While the resolution of this conflict differs for everyone, most individuals progress to the egoic stage; that is, they at least develop some degree of autonomy and individual identity. Usually the more conditions Mother places on her love, the more she is viewed as a "Terrible Mother" as opposed to a "Great Mother"; and consequently the stronger, yet often more conflicted, the infant's perceived need to separate and individuate (Washburn, 1988).

The formation of ego depends primarily on children's acceptance of their own natural feelings and impulses, and this in turn is conditioned upon Mother's affirmation of her child's individual resources (Miller, 1981). To the extent that Mother rejects her children's attempts to express themselves freely, or does not provide adequate nurturing and mirroring throughout the process of child identity formation, children will lack confidence in their natural impulses and self-worth, and will continue as adults to seek inordinate positive reinforcement from others. While children may try to compensate by developing a firm egoic identity in areas of intellect and achievement, the pre-egoic need for affirmation will haunt them in their relationships with others, and they will develop compensatory behaviors, such as self-denial or manipulation of others, in order to receive this affirmation (Miller, 1981).

The Cult's Recruitment of New Converts

The Bible-based cult focuses on such universal human vulnerabilities in its recruitment strategies. Converts are promised a radical degree of validation. They are taught that God is granting them forgiveness and salvation, at the same time that they experience "love-bombing," an intense demonstration of unconditional love from church members. Members aim to attract newcomers by exhibiting what they believe to be "Christ-like" behavior, which they model after their hierarchical superiors. They perceive their own outpouring of love toward newcomers as a reflection of the spiritual growth God is producing within them, a reward for their efforts toward righteousness. From the perspective of transpersonal development, what members are in effect doing is creating the appearance that the church will offer converts the potential for completion of their pre-egoic needs toward developmental growth. A loving environment becomes a means of renegotiating past conflicts over individuation from Mother. In the church, converts may feel they have discovered a resolution of whatever degree of unconscious conflict they continue to experience (or, re-experience as a result of their contact with the cult) in relation to their individuation.

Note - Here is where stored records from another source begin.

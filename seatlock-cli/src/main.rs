mod handlers;
mod server;
mod simulate;


use clap::{Parser, Subcommand};
use seatlock_core::config::{
    DEFAULT_EXPIRY_GRACE_MS, DEFAULT_LOCK_DURATION_MS, DEFAULT_SEAT_COUNT,
};
use seatlock_core::ReservationConfig;
use tracing_subscriber::EnvFilter;

#[derive(Parser)]
#[command(
    name = "seatlock",
    about = "Seatlock — lock-then-confirm seat reservation server",
    version
)]
struct Cli {
    #[command(subcommand)]
    command: Commands,
}

/// Reservation settings shared by every command that builds a manager
#[derive(clap::Args, Clone)]
struct ReservationArgs {
    /// Number of seats, created with ids 1..=N
    #[arg(long, default_value_t = DEFAULT_SEAT_COUNT, env = "SEATLOCK_SEATS")]
    seats: usize,

    /// How long a lock holds before it lapses
    #[arg(long, default_value_t = DEFAULT_LOCK_DURATION_MS, env = "SEATLOCK_LOCK_DURATION_MS")]
    lock_duration_ms: u64,

    /// Delay after a lock's deadline before its expiry timer fires
    #[arg(long, default_value_t = DEFAULT_EXPIRY_GRACE_MS, env = "SEATLOCK_EXPIRY_GRACE_MS")]
    expiry_grace_ms: u64,

    /// Bearer token that grants administrator rights (force unlock, sweep)
    #[arg(long, env = "SEATLOCK_ADMIN_KEY", hide_env_values = true)]
    admin_key: Option<String>,
}

impl ReservationArgs {
    fn into_config(self) -> ReservationConfig {
        ReservationConfig {
            seat_count: self.seats,
            lock_duration_ms: self.lock_duration_ms,
            expiry_grace_ms: self.expiry_grace_ms,
            admin_key: self.admin_key,
        }
    }
}

#[derive(Subcommand)]
enum Commands {
    /// Start the HTTP reservation server
    Serve {
        /// Port to listen on
        #[arg(short, long, default_value = "3000", env = "PORT")]
        port: u16,

        /// Host to bind to
        #[arg(long, default_value = "0.0.0.0")]
        host: String,

        #[command(flatten)]
        reservation: ReservationArgs,

        /// Snapshot export target: "sqlite:<path>"
        #[arg(long, env = "SEATLOCK_EXPORT")]
        export: Option<String>,

        /// Seconds between snapshot exports
        #[arg(long, default_value = "5")]
        export_interval_secs: u64,

        /// Maximum requests handled at once
        #[arg(long, default_value = "512")]
        max_in_flight: usize,
    },

    /// Race concurrent lock requests for one seat and confirm with the winner
    Simulate {
        /// Users competing for the seat
        #[arg(long, value_delimiter = ',', default_value = "alice,bob,carol,dave")]
        users: Vec<String>,

        /// Seat to contend for
        #[arg(long, default_value = "1")]
        seat: String,

        #[command(flatten)]
        reservation: ReservationArgs,
    },

    /// Print version information
    Version,
}

#[tokio::main]
async fn main() -> anyhow::Result<()> {
    tracing_subscriber::fmt()
        .with_env_filter(EnvFilter::try_from_default_env().unwrap_or_else(|_| EnvFilter::new("info")))
        .init();

    let cli = Cli::parse();

    match cli.command {
        Commands::Serve {
            port,
            host,
            reservation,
            export,
            export_interval_secs,
            max_in_flight,
        } => {
            let options = server::ServeOptions {
                host,
                port,
                export,
                export_interval_secs,
                max_in_flight,
            };
            server::run(reservation.into_config(), options).await?;
        }
        Commands::Simulate {
            users,
            seat,
            reservation,
        } => {
            let report = simulate::run(reservation.into_config(), &seat, &users).await?;
            println!("{}", serde_json::to_string_pretty(&report)?);
        }
        Commands::Version => {
            println!("seatlock {}", env!("CARGO_PKG_VERSION"));
            println!("Lock-then-confirm seat reservation core");
        }
    }

    Ok(())
}
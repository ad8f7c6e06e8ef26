use criterion::{black_box, criterion_group, criterion_main, BenchmarkId, Criterion};

use seatlock_core::infrastructure::SeatStore;
use seatlock_core::infrastructure_in_memory::InMemorySeatStore;
use seatlock_core::state::Seat;
use seatlock_core::types::Principal;

const MINUTE: u64 = 60_000;

// ─── Benchmarks ─────────────────────────────────────────────────────────────

fn bench_seat_lock_confirm(c: &mut Criterion) {
    c.bench_function("seat_lock_confirm_cycle", |b| {
        b.iter(|| {
            let mut seat = Seat::new("1");
            let grant = seat.lock(black_box("alice"), 1000, MINUTE);
            let booking = seat.confirm(black_box("alice"), 2000);
            black_box((grant, booking))
        })
    });
}

fn bench_seat_lock_unlock(c: &mut Criterion) {
    let principal = Principal::user("alice");
    let mut seat = Seat::new("1");

    c.bench_function("seat_lock_unlock_cycle", |b| {
        b.iter(|| {
            let _ = seat.lock(black_box("alice"), 1000, MINUTE);
            black_box(seat.unlock(&principal))
        })
    });
}

fn bench_store_sweep(c: &mut Criterion) {
    let mut group = c.benchmark_group("store_sweep_expired");

    for count in [20, 200, 2000] {
        group.bench_with_input(BenchmarkId::from_parameter(count), &count, |b, &count| {
            b.iter(|| {
                let mut store = InMemorySeatStore::with_numbered_seats(count);
                for i in 1..=count {
                    let _ = store.lock(&i.to_string(), "agent", 1000, MINUTE);
                }
                black_box(store.sweep_expired(1000 + MINUTE).len())
            })
        });
    }

    group.finish();
}

fn bench_store_snapshot(c: &mut Criterion) {
    let mut store = InMemorySeatStore::with_numbered_seats(500);
    for i in (1..=500).step_by(2) {
        let _ = store.lock(&i.to_string(), "alice", 1000, MINUTE);
    }

    c.bench_function("store_snapshot_500", |b| {
        b.iter(|| black_box(store.snapshot(black_box(2000))))
    });
}

criterion_group!(
    benches,
    bench_seat_lock_confirm,
    bench_seat_lock_unlock,
    bench_store_sweep,
    bench_store_snapshot,
);
criterion_main!(benches);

In their dealings with newcomers church members try to give the impression of having achieved spiritual transcendence. For example, members converse primarily about spiritual matters and maintain an exterior of undivided focus and devotion to God. They strain to radiate a "Christ-like" sense of joy and timelessness, and to be unaffected by the usual disappointments of daily life. Visitors might conclude that cult members are not burdened by normal emotional baggage, the kind which magnifies daily upsets and triggers irrational reactions to significant others. With regard to their psychological development, church members have seemingly surpassed the egoic stage and arrived at the "transegoic," or integrated level of development. According to Washburn, the transegoic stage is reached when the ego no longer feels threatened by the unconscious "dynamic life" from which it emerged, and with which it has heretofore battled for a position of control. Washburn describes the transition beyond the egoic stage as a rare phenomenon, one which involves a dialectical return of the ego back into the "underworld" of dynamic life, which has become very threatening to the ego in its efforts to dominate. The achievement of true psychological (and consequently, spiritual) transcendence is synonymous with the re-emergence of the ego in a new position of subordination and subservience to the dynamic life. When they enter into a contract with the church, then, new members are led to anticipate redevelopment: first a return to pre-egoic embedment in Mother, next, individuation, and ultimately, ego transcendence.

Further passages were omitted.